They and bands like Blue Cheer and Black Sabbath were a grounding principal--rock and roll is beautiful because it's energetic, awkward, and stupid, but profoundly so. There are "concept albums" I admire and still like, if not listen to, but I won't name them here. I am pleased, though, that the idea of the Album being a literary object has been dropped in a deep grave and had dirt thrown over it's remains. What we can thank the late McClaren for is reminding us that rock and roll is a loser's game, the noise of the empty stomach made worse by broken promises where ever a good person woke up with full knowledge of the truth of their lives under the campaign banners and cheers for a loving God.
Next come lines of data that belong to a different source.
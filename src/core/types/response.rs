//! Chat completion response and streaming chunk types

use super::chat::{MessageRole, ToolCall};
use serde::{Deserialize, Serialize};

/// Token usage statistics
#[derive(Debug, Clone, Copy, Default, Serialize, Deserialize, PartialEq, Eq)]
pub struct Usage {
    /// Tokens in the prompt
    pub prompt_tokens: u32,
    /// Tokens in the completion
    pub completion_tokens: u32,
    /// Sum of both
    pub total_tokens: u32,
}

impl Usage {
    /// Build usage from the two sides
    pub fn new(prompt_tokens: u32, completion_tokens: u32) -> Self {
        Self {
            prompt_tokens,
            completion_tokens,
            total_tokens: prompt_tokens + completion_tokens,
        }
    }
}

/// Assistant message inside a completion choice
#[derive(Debug, Clone, Serialize, Deserialize)]
pub struct ResponseMessage {
    /// Always `assistant`
    pub role: MessageRole,
    /// Generated content
    #[serde(skip_serializing_if = "Option::is_none")]
    pub content: Option<String>,
    /// Tool calls issued by the model
    #[serde(skip_serializing_if = "Option::is_none")]
    pub tool_calls: Option<Vec<ToolCall>>,
}

/// One completion choice
#[derive(Debug, Clone, Serialize, Deserialize)]
pub struct Choice {
    /// Choice index
    pub index: u32,
    /// Generated message
    pub message: ResponseMessage,
    /// Why generation stopped
    #[serde(skip_serializing_if = "Option::is_none")]
    pub finish_reason: Option<String>,
}

/// Buffered chat completion response
#[derive(Debug, Clone, Serialize, Deserialize)]
pub struct ChatResponse {
    /// Completion identifier
    pub id: String,
    /// Always `chat.completion`
    pub object: String,
    /// Unix timestamp of creation
    pub created: u64,
    /// Model that produced the completion
    pub model: String,
    /// Completion choices
    pub choices: Vec<Choice>,
    /// Token usage
    #[serde(skip_serializing_if = "Option::is_none")]
    pub usage: Option<Usage>,
    /// Provider fingerprint
    #[serde(skip_serializing_if = "Option::is_none")]
    pub system_fingerprint: Option<String>,
}

impl ChatResponse {
    /// Simple single-choice text response
    pub fn text(id: impl Into<String>, model: impl Into<String>, content: impl Into<String>) -> Self {
        Self {
            id: id.into(),
            object: "chat.completion".to_string(),
            created: chrono::Utc::now().timestamp() as u64,
            model: model.into(),
            choices: vec![Choice {
                index: 0,
                message: ResponseMessage {
                    role: MessageRole::Assistant,
                    content: Some(content.into()),
                    tool_calls: None,
                },
                finish_reason: Some("stop".to_string()),
            }],
            usage: None,
            system_fingerprint: None,
        }
    }

    /// Content of the first choice, if any
    pub fn first_content(&self) -> Option<&str> {
        self.choices
            .first()
            .and_then(|choice| choice.message.content.as_deref())
    }
}

/// Incremental delta in a streaming chunk
#[derive(Debug, Clone, Default, Serialize, Deserialize)]
pub struct ChunkDelta {
    /// Role, present only in the first chunk
    #[serde(skip_serializing_if = "Option::is_none")]
    pub role: Option<MessageRole>,
    /// Incremental content
    #[serde(skip_serializing_if = "Option::is_none")]
    pub content: Option<String>,
    /// Incremental tool calls
    #[serde(skip_serializing_if = "Option::is_none")]
    pub tool_calls: Option<Vec<ToolCallDelta>>,
}

/// Tool call delta for streaming function calls
#[derive(Debug, Clone, Serialize, Deserialize)]
pub struct ToolCallDelta {
    /// Index of the tool call
    pub index: u32,
    /// Tool call ID, first chunk only
    #[serde(skip_serializing_if = "Option::is_none")]
    pub id: Option<String>,
    /// Tool type, first chunk only
    #[serde(rename = "type", skip_serializing_if = "Option::is_none")]
    pub tool_type: Option<String>,
    /// Incremental function payload
    #[serde(skip_serializing_if = "Option::is_none")]
    pub function: Option<FunctionCallDelta>,
}

/// Function call delta for streaming
#[derive(Debug, Clone, Serialize, Deserialize)]
pub struct FunctionCallDelta {
    /// Function name, first chunk only
    #[serde(skip_serializing_if = "Option::is_none")]
    pub name: Option<String>,
    /// Incremental arguments
    #[serde(skip_serializing_if = "Option::is_none")]
    pub arguments: Option<String>,
}

/// Choice in a streaming chunk
#[derive(Debug, Clone, Serialize, Deserialize)]
pub struct ChunkChoice {
    /// Choice index
    pub index: u32,
    /// Incremental delta
    pub delta: ChunkDelta,
    /// Set exactly once, on the closing chunk
    #[serde(skip_serializing_if = "Option::is_none")]
    pub finish_reason: Option<String>,
}

/// Streaming chat completion chunk
#[derive(Debug, Clone, Serialize, Deserialize)]
pub struct ChatChunk {
    /// Completion identifier, stable across the stream
    pub id: String,
    /// Always `chat.completion.chunk`
    pub object: String,
    /// Unix timestamp of creation
    pub created: u64,
    /// Model that produced the chunk
    pub model: String,
    /// Chunk choices
    pub choices: Vec<ChunkChoice>,
    /// Usage, final chunk only
    #[serde(skip_serializing_if = "Option::is_none")]
    pub usage: Option<Usage>,
}

impl ChatChunk {
    /// Content delta chunk
    pub fn content(
        id: impl Into<String>,
        model: impl Into<String>,
        content: impl Into<String>,
        first: bool,
    ) -> Self {
        Self {
            id: id.into(),
            object: "chat.completion.chunk".to_string(),
            created: chrono::Utc::now().timestamp() as u64,
            model: model.into(),
            choices: vec![ChunkChoice {
                index: 0,
                delta: ChunkDelta {
                    role: first.then_some(MessageRole::Assistant),
                    content: Some(content.into()),
                    tool_calls: None,
                },
                finish_reason: None,
            }],
            usage: None,
        }
    }

    /// Closing chunk carrying the finish reason and optional usage
    pub fn finish(
        id: impl Into<String>,
        model: impl Into<String>,
        finish_reason: impl Into<String>,
        usage: Option<Usage>,
    ) -> Self {
        Self {
            id: id.into(),
            object: "chat.completion.chunk".to_string(),
            created: chrono::Utc::now().timestamp() as u64,
            model: model.into(),
            choices: vec![ChunkChoice {
                index: 0,
                delta: ChunkDelta::default(),
                finish_reason: Some(finish_reason.into()),
            }],
            usage,
        }
    }

    /// Content of the first choice's delta, if any
    pub fn delta_content(&self) -> Option<&str> {
        self.choices
            .first()
            .and_then(|choice| choice.delta.content.as_deref())
    }

    /// Whether any choice carries a finish reason
    pub fn is_final(&self) -> bool {
        self.choices
            .iter()
            .any(|choice| choice.finish_reason.is_some())
    }
}

#[cfg(test)]
mod tests {
    use super::*;

    #[test]
    fn test_usage_totals() {
        let usage = Usage::new(10, 25);
        assert_eq!(usage.total_tokens, 35);
    }

    #[test]
    fn test_chunk_helpers() {
        let chunk = ChatChunk::content("chatcmpl-1", "gpt-4", "Hel", true);
        assert_eq!(chunk.delta_content(), Some("Hel"));
        assert!(!chunk.is_final());
        assert_eq!(chunk.choices[0].delta.role, Some(MessageRole::Assistant));

        let done = ChatChunk::finish("chatcmpl-1", "gpt-4", "stop", Some(Usage::new(1, 2)));
        assert!(done.is_final());
        assert_eq!(done.usage.unwrap().total_tokens, 3);
    }

    #[test]
    fn test_response_first_content() {
        let response = ChatResponse::text("chatcmpl-2", "gpt-4", "hello");
        assert_eq!(response.first_content(), Some("hello"));
        assert_eq!(response.object, "chat.completion");
    }
}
Since I'm making a cursory mention of Chuck Berry in connection with the Sex Pistols, it's worth mentioning here that Greil Marcus, the grayest and gravest presence on the pop/rock/culture-vulturing punditry hierarchy, has a nice stretch of descriptive prose in his mystical history of rock and roll and rebellion Lipstick Traces about the Sex Pistols rehearsing Berry's "Johnny B. Goode." It seems they never get it right for all the angry and frustrated attempts the Pistols have at the song, but Marcus does a bit of his magic and describes the energy in the room as he imagined it, making the increasing verve, the theoretical channeling of frustration and spite into inspiration and useful energy seem believable. This is a Marcus specialty, creating more mythology from details culled from far fetched sources. That's why I continue to read the man.
Friday, April 23, 2021
Over all, the whole phenomena of ELP was a fever that took too long to run its course, but for all their mechanical onanism, they did at times amuse me or impress me to an extent. Tarkus, their 1971 studio album, was such an extreme example of unplayable , undanceable, unlistenable, jig-sawing time signatures that I wound up respecting it as something wherein we have a band that accomplished exactly what they set out to do, produce a loud, grinding, smoke and spark belching bit of unlovable Avant Gard music. I would assert that if a college music department had their resident experimental music ensemble take up this album as a proposed project in search of some grant money, it would come pouring it.
That is say that it's very unloveability fits right in with much more contemporary noise makers at the edges of listenability. Also, these fellows had the the chutzpah to take Copeland's sacrosanct "Hoe Down" and turn it into a keyboard dominated speed metal blitz. I loved that.